You are viewing a plain text version of this content. The canonical link for it is here.
Posted to user@nutch.apache.org by Manoj Bist <ma...@gmail.com> on 2008/01/13 04:39:13 UTC
Exception in DeleteDuplicates.java
Hi,
I am getting the following exception when I do a crawl using nutch. I am
kind of stuck due to this. I would really appreciate any pointers in
resolving this. I got a related mail thread here
<http://www.mail-archive.com/nutch-user@lucene.apache.org/msg07745.htm>but
it doesn't describe a solution to the problem.
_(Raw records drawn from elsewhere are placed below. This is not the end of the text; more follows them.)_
impl LayoutEngine {
    pub fn new(config: LayoutConfig) -> Self {
        Self { config }
    }

    /// Lay out the score. Horizontal spacing is recomputed for measures in
    /// `region`; breaking and courtesy signatures always cover the whole score.
    pub fn layout(&self, score: &mut Score, region: LayoutRegion) -> ScoreLayout {
        score.clear_generated();

        let units = self.measure_units(score, region);
        let layout = self.break_systems(score, &units);
        self.place_measures(score, &layout);

        let courtesy = add_courtesy_signatures(score, &layout);
        for seg in self.announce_segments(score) {
            let x = score
                .parent(seg)
                .and_then(|m| score.measure_data(m))
                .map(|d| d.width - self.config.barline_width - self.config.courtesy_width)
                .unwrap_or(0.0);
            if let Some(Element::Segment(sd)) = score.element_mut(seg) {
                sd.x = x.max(0.0);
            }
        }
        log::debug!(
            "layout: {} page(s), {} system(s), {} courtesy signature(s)",
            layout.page_count(),
            layout.system_count(),
            courtesy
        );
        layout
    }

    /// Space taken by a segment up to the next one
    fn segment_width(&self, segment_type: SegmentType, span: Fraction) -> f64 {
        match segment_type {
            SegmentType::Clef => self.config.clef_width,
            SegmentType::TimeSig => self.config.timesig_width,
            SegmentType::TimeSigAnnounce => 0.0,
            SegmentType::ChordRest => {
                let ratio = (span / Fraction::new(1, 4)).to_f64();
                (self.config.note_distance * ratio.sqrt()).max(self.config.min_note_distance)
            }
        }
    }

    /// Natural width of a measure; writes segment x when `write` is set
    fn space_measure(&self, score: &mut Score, measure: ElementId, write: bool) -> f64 {
        let Some(len) = score.measure_data(measure).map(|d| d.len) else {
            return 0.0;
        };
        let segments: Vec<(ElementId, SegmentType, Fraction)> = score
            .segments(measure)
            .into_iter()
            .filter_map(|s| score.segment_data(s).map(|d| (s, d.segment_type, d.rtick)))
            .collect();

        let mut x = 0.0;
        for (i, (seg, segment_type, rtick)) in segments.iter().enumerate() {
            let next_tick = segments[i + 1..]
                .iter()
                .find(|(_, t, r)| *t == SegmentType::ChordRest && r > rtick)
                .map(|(_, _, r)| *r)
                .unwrap_or(len);
            if write {
                if let Some(Element::Segment(sd)) = score.element_mut(*seg) {
                    sd.x = x;
                }
            }
            x += self.segment_width(*segment_type, next_tick - *rtick);
        }
        x + self.config.barline_width
    }

    fn measure_units(&self, score: &mut Score, region: LayoutRegion) -> Vec<Unit> {
        let starts: Vec<(ElementId, Fraction)> = score.measure_ticks();
        let mut units = Vec::new();
        for base in score.measure_bases() {
            match score.element(base).cloned() {
                Some(Element::Measure(md)) => {
                    let start = starts.iter().find(|(m, _)| *m == base).map(|(_, t)| *t).unwrap_or_default();
                    let write = region.covers(start, start + md.len);
                    let width = self.space_measure(score, base, write);
                    let courtesy = score
                        .next_measure(base)
                        .map_or(false, |n| score.find_segment_r(n, SegmentType::TimeSig, Fraction::zero()).is_some());
                    units.push(Unit::Measure { id: base, width, courtesy });
                }
                Some(Element::Frame(fd)) => match fd.kind {
                    FrameKind::HBox => units.push(Unit::HFrame { id: base, width: fd.size }),
                    FrameKind::VBox | FrameKind::TBox => units.push(Unit::VFrame { id: base, height: fd.size }),
                },
                _ => {}
            }
        }
        units
    }

    fn break_systems(&self, score: &Score, units: &[Unit]) -> ScoreLayout {
        let cfg = &self.config;
        let usable = cfg.usable_width();
        let system_height = cfg.system_height(score.nstaves());

        let mut systems: Vec<(SystemLayout, bool)> = Vec::new();
        let mut current = SystemLayout { height: system_height, ..Default::default() };
        let mut x = cfg.system_header_width;
        let mut page_break_after: Vec<bool> = Vec::new();

        let finish = |current: &mut SystemLayout, x: &mut f64, justify: bool, page_break: bool, systems: &mut Vec<(SystemLayout, bool)>, breaks: &mut Vec<bool>| {
            if current.items.is_empty() {
                if page_break {
                    if let Some(last) = breaks.last_mut() {
                        *last = true;
                    }
                }
                return;
            }
            current.width = *x;
            let done = std::mem::replace(current, SystemLayout { height: system_height, ..Default::default() });
            systems.push((done, justify));
            breaks.push(page_break);
            *x = cfg.system_header_width;
        };

        for unit in units {
            match unit {
                Unit::VFrame { id, height } => {
                    finish(&mut current, &mut x, true, false, &mut systems, &mut page_break_after);
                    let frame = SystemLayout {
                        height: *height,
                        width: usable,
                        is_frame: true,
                        items: vec![PlacedItem { id: *id, x: 0.0, width: usable }],
                        ..Default::default()
                    };
                    systems.push((frame, false));
                    page_break_after.push(score.has_layout_break(*id, LayoutBreakKind::Page));
                }
                Unit::Measure { id, width, .. } | Unit::HFrame { id, width } => {
                    let reserve = match unit {
                        Unit::Measure { courtesy: true, .. } => cfg.courtesy_width,
                        _ => 0.0,
                    };
                    if !current.items.is_empty() && x + width + reserve > usable {
                        finish(&mut current, &mut x, true, false, &mut systems, &mut page_break_after);
                    }
                    current.items.push(PlacedItem { id: *id, x, width: *width });
                    x += width;

                    let breaks = score.layout_breaks(*id);
                    if breaks.contains(&LayoutBreakKind::Section) {
                        finish(&mut current, &mut x, false, breaks.contains(&LayoutBreakKind::Page), &mut systems, &mut page_break_after);
                    } else if breaks.contains(&LayoutBreakKind::Page) {
                        finish(&mut current, &mut x, true, true, &mut systems, &mut page_break_after);
                    } else if breaks.contains(&LayoutBreakKind::Line) {
                        finish(&mut current, &mut x, true, false, &mut systems, &mut page_break_after);
                    }
                }
            }
            if let Unit::VFrame { id, .. } = unit {
                if score.has_layout_break(*id, LayoutBreakKind::Section) {
                    // a section ending in a frame leaves the previous system ragged
                    if let Some(pos) = systems.iter().rposition(|(s, _)| !s.is_frame) {
                        systems[pos].1 = false;
                    }
                }
            }
        }
        finish(&mut current, &mut x, false, false, &mut systems, &mut page_break_after);

        // stretch to full width
        for (system, justify) in systems.iter_mut() {
            if system.is_frame {
                continue;
            }
            let natural: f64 = system.items.iter().map(|i| i.width).sum();
            let target = usable - cfg.system_header_width;
            if *justify && natural > 0.0 && natural < target {
                let factor = target / natural;
                let mut x = cfg.system_header_width;
                for item in system.items.iter_mut() {
                    item.x = x;
                    item.width *= factor;
                    x += item.width;
                }
                system.width = x;
                system.justified = true;
            }
        }

        // pages
        let mut pages = vec![PageLayout::default()];
        let mut y = cfg.margin_top;
        let bottom = cfg.page_height - cfg.margin_bottom;
        for ((mut system, _), page_break) in systems.into_iter().zip(page_break_after) {
            let page_empty = pages.last().map_or(true, |p| p.systems.is_empty());
            if !page_empty && y + system.height > bottom {
                pages.push(PageLayout::default());
                y = cfg.margin_top;
            }
            system.y = y;
            y += system.height + cfg.system_distance;
            if let Some(page) = pages.last_mut() {
                page.systems.push(system);
            }
            if page_break {
                pages.push(PageLayout::default());
                y = cfg.margin_top;
            }
        }
        if pages.len() > 1 && pages.last().map_or(false, |p| p.systems.is_empty()) {
            pages.pop();
        }
        ScoreLayout { pages }
    }

    /// Store final x and width of every measure
    fn place_measures(&self, score: &mut Score, layout: &ScoreLayout) {
        for system in layout.systems() {
            for item in &system.items {
                if let Some(Element::Measure(md)) = score.element_mut(item.id) {
                    md.x = item.x;
                    md.width = item.width;
                }
            }
        }
    }

    fn announce_segments(&self, score: &Score) -> Vec<ElementId> {
        score
            .measures()
            .into_iter()
            .flat_map(|m| score.segments(m))
            .filter(|s| score.segment_data(*s).map_or(false, |d| d.segment_type == SegmentType::TimeSigAnnounce))
            .collect()
    }
}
Exception in thread "main" java.io.IOException: Job failed!
at org.apache.hadoop.mapred.JobClient.runJob(JobClient.java:604)
at org.apache.nutch.indexer.DeleteDuplicates.dedup(
DeleteDuplicates.java:439)
at org.apache.nutch.crawl.Crawl.main(Crawl.java:135)
I looked at hadoop.log and it has the following stack trace.
mapred.TaskTracker - Error running child
java.lang.ArrayIndexOutOfBoundsException: -1
at org.apache.lucene.index.MultiReader.isDeleted(MultiReader.java
:113)
at
org.apache.nutch.indexer.DeleteDuplicates$InputFormat$DDRecordReader.next(
DeleteDuplicates.java:176)
at org.apache.hadoop.mapred.MapTask$1.next(MapTask.java:157)
at org.apache.hadoop.mapred.MapRunner.run(MapRunner.java:46)
at org.apache.hadoop.mapred.MapTask.run(MapTask.java:175)
at org.apache.hadoop.mapred.TaskTracker$Child.main(TaskTracker.java
:1445)
Thanks,
Manoj.
--
Tired of reading blogs? Listen to your favorite blogs at
http://www.blogbard.com !!!!
Re: Exception in DeleteDuplicates.java
Posted by Manoj Bist <ma...@gmail.com>.
Hi Ismael, Thanks a lot for the response. I did not build nutch from
sources. I simply copied the nutch-0.9 release.
Would you recommend building from nightly nutch or the nutch-0.09?
Thanks,
Manoj.
On Jan 13, 2008 4:43 AM, Ismael <kr...@gmail.com> wrote:
> Hello. I apparently had a similar problem when trying to Dedup, I
> solved it updating nutch with the following patch
>
> http://www.mail-archive.com/nutch-dev@lucene.apache.org/msg06705.html
>
> I hope this will help you, good luck!
>
> 2008/1/13, Manoj Bist <ma...@gmail.com>:
> > Hi,
> >
> > I am getting the following exception when I do a crawl using nutch. I am
> > kind of stuck due to this. I would really appreciate any pointers in
> > resolving this. I got a related mail thread here
> > <http://www.mail-archive.com/nutch-user@lucene.apache.org/msg07745.htm
> >but
> > it doesn't describe a solution to the problem.
> >
> > Exception in thread "main" java.io.IOException: Job failed!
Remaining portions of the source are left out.